*EXERCISE DETAILS*. Among the entries below, one line contains "filename src/main.rs" and another contains "a pure transform". Transcribe those two lines and every line between them, exactly.

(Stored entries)
//! End-to-end tests of the metric pipeline: dataset port -> records -> peer
//! medians -> page render, using in-memory ports from `common`.

mod common;

use approx::assert_relative_eq;
use common::*;
use std::fs;
use stockpages::adapters::open_dataset;
use stockpages::cli::{self, RenderJob};
use stockpages::domain::comparison::{ComparisonSettings, Indicator, classify};
use stockpages::domain::error::StockPagesError;
use stockpages::domain::field::FieldId;
use stockpages::domain::peer_stats::PeerStatistics;
use stockpages::domain::record::Record;
use stockpages::domain::section::{Section, SectionScore, Tier};
use stockpages::domain::symbol::find_record;

fn loaded() -> (Vec<Record>, PeerStatistics) {
    cli::load_records(&MockDatasetPort::new(sample_table())).unwrap()
}

fn render(symbol: &str, prefix: &str) -> Option<String> {
    let (records, peers) = loaded();
    let settings = ComparisonSettings::default();
    let job = RenderJob {
        template: TEMPLATE,
        records: &records,
        peers: &peers,
        settings: &settings,
        asset_prefix: prefix,
    };
    cli::render_symbol(&job, symbol).unwrap()
}

mod loading {
    use super::*;

    #[test]
    fn blank_rows_are_dropped() {
        let (records, _) = loaded();
        let symbols: Vec<_> = records.iter().map(|r| r.symbol.clone().unwrap()).collect();
        assert_eq!(symbols, vec!["AAPL:US", "MSFT:US", "GOOG:US"]);
    }

    #[test]
    fn medians_are_computed_once_over_present_values() {
        let (_, peers) = loaded();
        assert_relative_eq!(peers.median(FieldId::InterestCoverageRatio).unwrap(), 10.0);
        assert_relative_eq!(peers.median(FieldId::LeverageRatio).unwrap(), 5.0);
        assert_relative_eq!(peers.median(FieldId::CurrentRatio).unwrap(), 1.65);
        assert_eq!(peers.median(FieldId::Peg), None);
        assert_eq!(peers.resolved_count(), 3);
    }

    #[test]
    fn dataset_errors_propagate() {
        let err = cli::load_records(&MockDatasetPort::failing("corrupt")).unwrap_err();
        assert!(matches!(err, StockPagesError::DatasetRead { .. }));
    }

    #[test]
    fn csv_file_loads_like_the_in_memory_table() {
        let dir = tempfile::tempdir().unwrap();
        let path = dir.path().join("data.csv");
        fs::write(&path, SAMPLE_CSV).unwrap();

        let source = open_dataset(&path).unwrap();
        let (records, peers) = cli::load_records(source.as_ref()).unwrap();
        let (expected_records, expected_peers) = loaded();
        assert_eq!(records, expected_records);
        assert_eq!(peers, expected_peers);
    }

    #[cfg(feature = "xlsx")]
    #[test]
    fn workbook_loads_like_the_in_memory_table() {
        let path = std::path::Path::new(env!("CARGO_MANIFEST_DIR"))
            .join("tests/fixtures/sample.xlsx");

        let source = open_dataset(&path).unwrap();
        let (records, peers) = cli::load_records(source.as_ref()).unwrap();
        let (expected_records, expected_peers) = loaded();
        assert_eq!(records, expected_records);
        assert_eq!(peers, expected_peers);
    }
}

mod scoring {
    use super::*;

    #[test]
    fn higher_and_lower_is_better_both_resolve_to_better() {
        let (records, peers) = loaded();
        let aapl = find_record(&records, "AAPL").unwrap();
        let settings = ComparisonSettings::default();

        // 12 against a median of 10, higher is better
        assert_eq!(
            classify(
                FieldId::InterestCoverageRatio,
                aapl.get(FieldId::InterestCoverageRatio),
                peers.median(FieldId::InterestCoverageRatio),
                &settings,
            ),
            Some(Indicator::Better)
        );
        // 4 against a median of 5, lower is better
        assert_eq!(
            classify(
                FieldId::LeverageRatio,
                aapl.get(FieldId::LeverageRatio),
                peers.median(FieldId::LeverageRatio),
                &settings,
            ),
            Some(Indicator::Better)
        );

        let score = SectionScore::for_section(Section::DebtService, aapl, &peers, &settings);
        assert_eq!(score, SectionScore { above: 2, total: 2 });
        assert_eq!(score.tier(), Tier::Good);
    }

    #[test]
    fn median_company_scores_poor() {
        let (records, peers) = loaded();
        let msft = find_record(&records, "MSFT:US").unwrap();
        let score = SectionScore::for_section(
            Section::DebtService,
            msft,
            &peers,
            &ComparisonSettings::default(),
        );
        assert_eq!(score, SectionScore { above: 0, total: 2 });
        assert_eq!(score.tier(), Tier::Poor);
    }

    #[test]
    fn section_without_data_is_mixed() {
        let (records, peers) = loaded();
        let score = SectionScore::for_section(
            Section::Valuation,
            &records[0],
            &peers,
            &ComparisonSettings::default(),
        );
        assert_eq!(score.total, 0);
        assert_eq!(score.tier(), Tier::Mixed);
    }
}

mod rendering {
    use super::*;

    #[test]
    fn full_page_for_a_strong_company() {
        let html = render("AAPL", "../").unwrap();

        assert!(html.contains("<title>Stock Details - AAPL</title>"));
        assert!(html.contains("<h1 id=\"stock-symbol-header\">AAPL</h1>"));
        assert!(html.contains("data-stock-symbol=\"AAPL\""));
        assert!(html.contains("data-prerendered=\"1\""));

        assert!(html.contains(
            "<span class=\"metric-indicator better\" aria-label=\"better\">▲</span>\
             <span class=\"metric-value metric-better\">4.00</span>"
        ));
        assert!(html.contains(
            "<span class=\"metric-indicator better\" aria-label=\"better\">▲</span>\
             <span class=\"metric-value metric-better\">12.00</span>"
        ));
        assert!(html.contains("<div id=\"leverage_ratio_median\">5.00</div>"));
        assert!(html.contains("<div id=\"interest_coverage_ratio_median\">10.00</div>"));

        assert!(html.contains(
            "<h2>Debt Service<span class=\"section-score good\">2/2 above median</span></h2>"
        ));
        assert!(html.contains("<span id=\"score-val-debt-service\">2/2</span>"));
        assert!(html.contains("style=\"width: 100%;\""));
        assert!(html.contains("<span id=\"score-label-debt-service\">Strong</span>"));
        assert!(html.contains("class=\"score-card status-good\""));
    }

    #[test]
    fn absent_metric_renders_not_available() {
        let html = render("AAPL:US", "").unwrap();
        assert!(html.contains(
            "<h2>Valuation<span class=\"section-score mixed\">0/0 above median</span></h2>"
        ));
        assert!(html.contains("<span class=\"metric-value\">N/A</span>"));
    }

    #[test]
    fn worse_metrics_for_a_weak_company() {
        let html = render("GOOG", "").unwrap();
        assert!(html.contains(
            "<span class=\"metric-indicator worse\" aria-label=\"worse\">▼</span>\
             <span class=\"metric-value metric-worse\">8.00</span>"
        ));
        assert!(html.contains("<span id=\"score-label-debt-service\">Weak</span>"));
        assert!(html.contains("class=\"score-card status-poor\""));
    }

    #[test]
    fn assets_follow_the_prefix() {
        let html = render("AAPL", "../").unwrap();
        assert!(html.contains("href=\"../styles.css\""));
        assert!(html.contains("src=\"../js/stock_details_page.js\""));
        assert!(html.contains("href=\"../index.html\""));
    }

    #[test]
    fn unknown_symbol_has_no_page() {
        assert!(render("TSLA", "").is_none());
    }

    #[test]
    fn rendering_twice_is_identical() {
        assert_eq!(render("AAPL", "../"), render("AAPL", "../"));
    }
}
//! Port traits the pipeline depends on.

pub mod config_port;
pub mod dataset_port;
pub mod page_port;
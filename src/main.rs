use clap::Parser;
use stockpages::cli::{Cli, init_tracing, run};

fn main() -> std::process::ExitCode {
    let cli = Cli::parse();
    init_tracing(cli.verbose);
    run(cli)
}
//! Static stock detail page rendering.
//!
//! [`render`] is a pure transform from the page template to a finished page:
//! every computed value is planned up front as a patch keyed by element id,
//! then applied in a single streaming rewrite. Elements the template does not
//! contain are simply never matched, so a sparse template still renders.

pub mod fragments;

use std::collections::HashMap;

use lol_html::html_content::{ContentType, Element};
use lol_html::{HandlerResult, RewriteStrSettings, element, rewrite_str};

use crate::domain::comparison::{ComparisonSettings, indicator};
use crate::domain::error::StockPagesError;
use crate::domain::field::FieldId;
use crate::domain::format::format_value;
use crate::domain::peer_stats::PeerStatistics;
use crate::domain::record::Record;
use crate::domain::section::{Section, SectionScore, Tier};

pub const SYMBOL_HEADER_ID: &str = "stock-symbol-header";
pub const STYLESHEET_HREF: &str = "styles.css";
pub const SCRIPT_ROOT: &str = "js/";
pub const HOME_HREF: &str = "index.html";

/// Everything one page render needs.
pub struct PageContext<'a> {
    pub symbol: &'a str,
    pub record: &'a Record,
    pub peers: &'a PeerStatistics,
    pub settings: &'a ComparisonSettings,
    /// Relative path back to the site root, e.g. `../`.
    pub asset_prefix: &'a str,
}

enum Patch {
    Text(String),
    Replace(String),
    ScoreBar(f64),
    CardStatus(Tier),
}

fn apply_patch(el: &mut Element<'_, '_>, patch: Patch) -> HandlerResult {
    match patch {
        Patch::Text(text) => el.set_inner_content(&text, ContentType::Text),
        Patch::Replace(html) => el.replace(&html, ContentType::Html),
        Patch::ScoreBar(percent) => {
            let style = fragments::score_bar_style(el.get_attribute("style").as_deref(), percent);
            el.set_attribute("style", &style)?;
        }
        Patch::CardStatus(tier) => {
            let class = fragments::card_class(el.get_attribute("class").as_deref(), tier);
            el.set_attribute("class", &class)?;
        }
    }
    Ok(())
}

fn section_scores(ctx: &PageContext<'_>) -> Vec<(Section, SectionScore)> {
    Section::ALL
        .iter()
        .map(|&s| (s, SectionScore::for_section(s, ctx.record, ctx.peers, ctx.settings)))
        .collect()
}

/// Element id -> change, for everything addressed by id.
fn plan_patches(ctx: &PageContext<'_>, scores: &[(Section, SectionScore)]) -> HashMap<String, Patch> {
    let mut patches = HashMap::new();
    patches.insert(SYMBOL_HEADER_ID.to_string(), Patch::Text(ctx.symbol.to_string()));

    for (section, score) in scores {
        let id = section.id();
        let tier = score.tier();
        patches.insert(format!("score-val-{id}"), Patch::Text(fragments::score_text(score)));
        patches.insert(format!("score-bar-{id}"), Patch::ScoreBar(score.percent()));
        patches.insert(format!("score-label-{id}"), Patch::Text(tier.label().to_string()));
        patches.insert(format!("card-{id}"), Patch::CardStatus(tier));
    }

    for field in FieldId::ALL {
        let value = ctx.record.get(field);
        let median = ctx.peers.median(field);
        let ind = indicator(field, value, median, ctx.settings);
        patches.insert(
            field.as_str().to_string(),
            Patch::Replace(fragments::metric_value(ind, &format_value(field, value))),
        );
        patches.insert(
            format!("{}_median", field.as_str()),
            Patch::Text(format_value(field, median)),
        );
    }
    patches
}

/// Render the page for `ctx.symbol`. Only the first element carrying a given
/// id is patched.
pub fn render(template: &str, ctx: &PageContext<'_>) -> Result<String, StockPagesError> {
    let scores = section_scores(ctx);
    let mut patches = plan_patches(ctx, &scores);

    let title = format!("Stock Details - {}", ctx.symbol);
    let symbol = ctx.symbol;
    let prefix = ctx.asset_prefix;
    let mut title_done = false;

    let mut handlers = vec![
        element!("title", |el| {
            if !title_done {
                title_done = true;
                el.set_inner_content(&title, ContentType::Text);
            }
            Ok(())
        }),
        element!("body", |el| {
            el.set_attribute("data-stock-symbol", symbol)?;
            el.set_attribute("data-prerendered", "1")?;
            Ok(())
        }),
        element!("link[href]", |el| {
            let href = el.get_attribute("href").unwrap_or_default();
            if href.trim() == STYLESHEET_HREF {
                el.set_attribute("href", &format!("{prefix}{STYLESHEET_HREF}"))?;
            }
            Ok(())
        }),
        element!("script[src]", |el| {
            let src = el.get_attribute("src").unwrap_or_default();
            let src = src.trim();
            if src.starts_with(SCRIPT_ROOT) {
                el.set_attribute("src", &format!("{prefix}{src}"))?;
            }
            Ok(())
        }),
        element!("a[href]", |el| {
            let href = el.get_attribute("href").unwrap_or_default();
            if href.trim() == HOME_HREF {
                el.set_attribute("href", &format!("{prefix}{HOME_HREF}"))?;
            }
            Ok(())
        }),
        element!("[id]", |el| {
            let Some(id) = el.get_attribute("id") else {
                return Ok(());
            };
            match patches.remove(&id) {
                Some(patch) => apply_patch(el, patch),
                None => Ok(()),
            }
        }),
    ];

    for (section, score) in &scores {
        let mut chip = Some(fragments::section_chip(score));
        handlers.push(element!(format!("#{} h2", section.id()), move |el| {
            if let Some(chip) = chip.take() {
                el.append(&chip, ContentType::Html);
            }
            Ok(())
        }));
    }

    rewrite_str(
        template,
        RewriteStrSettings {
            element_content_handlers: handlers,
            ..RewriteStrSettings::new()
        },
    )
    .map_err(|e| StockPagesError::Render {
        reason: e.to_string(),
    })
}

*SOLUTION*.
filename src/main.rs
use clap::Parser;
use stockpages::cli::{Cli, init_tracing, run};

fn main() -> std::process::ExitCode {
    let cli = Cli::parse();
    init_tracing(cli.verbose);
    run(cli)
}
//! Static stock detail page rendering.
//!
//! [`render`] is a pure transform from the page template to a finished page:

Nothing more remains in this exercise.